I have suffered a 'underskin' rash for just over 3 years now. I first noticed it (could of gone unnoticed still for months) when I arrived back in the country after a holiday in Ibiza summer 2007. Since that time I have been researching my little heart out trying to find an answer. Doctors can only be shown pictures as the rash wasn't very persistent (every 3 days or so for about 1-3 hours) but is now daily and lasting upto 24-48 hours. It doesn't itch, it doesn't raise out of the skin. Ive been tested for several things which came negative (this was 2 years ago) and have also been told it could just be Ulticaria - just hives isn't it? If so, not that! Doesn't itch!! Best advice doctors can give is to rush to A&E when the rash appears. Then what? I waste A&E time over a rash that doesn't physically bother me at all just looks really ugly and must have a reason to be there, that I would like to know.

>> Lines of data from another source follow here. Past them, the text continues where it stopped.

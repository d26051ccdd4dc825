//! Atomic file operations
//!
//! This module provides utilities for atomic file writes to prevent
//! data corruption during crashes or power failures.
//!
//! # Pattern
//!
//! 1. Write to a temporary file (.tmp)
//! 2. Call sync_all() to flush to disk
//! 3. Rename temp file to final path (atomic on most filesystems)
//!
//! This ensures that the final file is either:
//! - The old version (if crash before rename)
//! - The new version (if rename completed)
//! - Never a partial/corrupted state

use std::fs::{self, File};
use std::io::{self, Write};
use std::path::{Path, PathBuf};

/// Path of the temp file used while replacing `path`
pub fn temp_path_for(path: &Path) -> PathBuf {
    path.with_extension("tmp")
}

/// Atomically write content to a file
///
/// Parent directories are created as needed.
pub fn atomic_write<P: AsRef<Path>>(path: P, content: &str) -> io::Result<()> {
    let path = path.as_ref();
    let temp_path = temp_path_for(path);

    if let Some(parent) = path.parent() {
        if !parent.as_os_str().is_empty() {
            fs::create_dir_all(parent)?;
        }
    }

    let mut file = File::create(&temp_path)?;
    file.write_all(content.as_bytes())?;
    file.sync_all()?;

    fs::rename(&temp_path, path)?;

    Ok(())
}

/// Remove the temp file left by an interrupted [`atomic_write`] to `path`
///
/// Returns whether a file was removed.
pub fn remove_stale_temp<P: AsRef<Path>>(path: P) -> io::Result<bool> {
    let temp_path = temp_path_for(path.as_ref());
    if !temp_path.exists() {
        return Ok(false);
    }
    fs::remove_file(&temp_path)?;
    Ok(true)
}

#[cfg(test)]
mod tests {
    use super::*;
    use tempfile::TempDir;

    #[test]
    fn test_atomic_write() {
        let temp_dir = TempDir::new().unwrap();
        let path = temp_dir.path().join("cursor.txt");

        atomic_write(&path, "cursor=3\n").unwrap();

        assert_eq!(fs::read_to_string(&path).unwrap(), "cursor=3\n");
        // Temp file should not exist
        assert!(!path.with_extension("tmp").exists());
    }

    #[test]
    fn test_atomic_write_replaces_content() {
        let temp_dir = TempDir::new().unwrap();
        let path = temp_dir.path().join("cursor.txt");

        atomic_write(&path, "cursor=1\ncursor=2\n").unwrap();
        atomic_write(&path, "cursor=9\n").unwrap();

        assert_eq!(fs::read_to_string(&path).unwrap(), "cursor=9\n");
    }

    #[test]
    fn test_atomic_write_creates_parent_dirs() {
        let temp_dir = TempDir::new().unwrap();
        let path = temp_dir.path().join("data").join("nested").join("cursor.txt");

        atomic_write(&path, "cursor=0\n").unwrap();

        assert!(path.exists());
    }

    #[test]
    fn test_remove_stale_temp() {
        let temp_dir = TempDir::new().unwrap();
        let path = temp_dir.path().join("cursor.txt");

        assert!(!remove_stale_temp(&path).unwrap());

        fs::write(temp_path_for(&path), "cursor=").unwrap();
        assert!(remove_stale_temp(&path).unwrap());
        assert!(!temp_path_for(&path).exists());
    }
}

The rash started on just my arms, now spreading to legs, abdomen, chest and hands. It has never appeared on my face or feet. It just generally getting much worse in appearance. Ah thats a good one, its appearance. I'm like a leopard! It is actually a purple and red leopard print rash.


For extra information my father suffered with the same thing for years, was seen by top dermatologists and tropical skin experts (as he has basically traveled the whole world, it could of been picked up from any country in the world) - no answer was ever found, and it was labeled a massive mystery.


I cant go on without an answer, its driving my insane now! I'm taking a shot in the dark here, but I cant be bothered to go sit down A&E for 4 hours to be told its just a rash or I've wasted their time. My mind wonders could it be circulation, or underlying medical? There are a million and one other things wrong with me that 'cant be diagnosed or tested/scanned' because 'it costs the NHS too much money!' I feel sooo let down.


EDITED: TO ADD PICTURE - feeling embarrassed!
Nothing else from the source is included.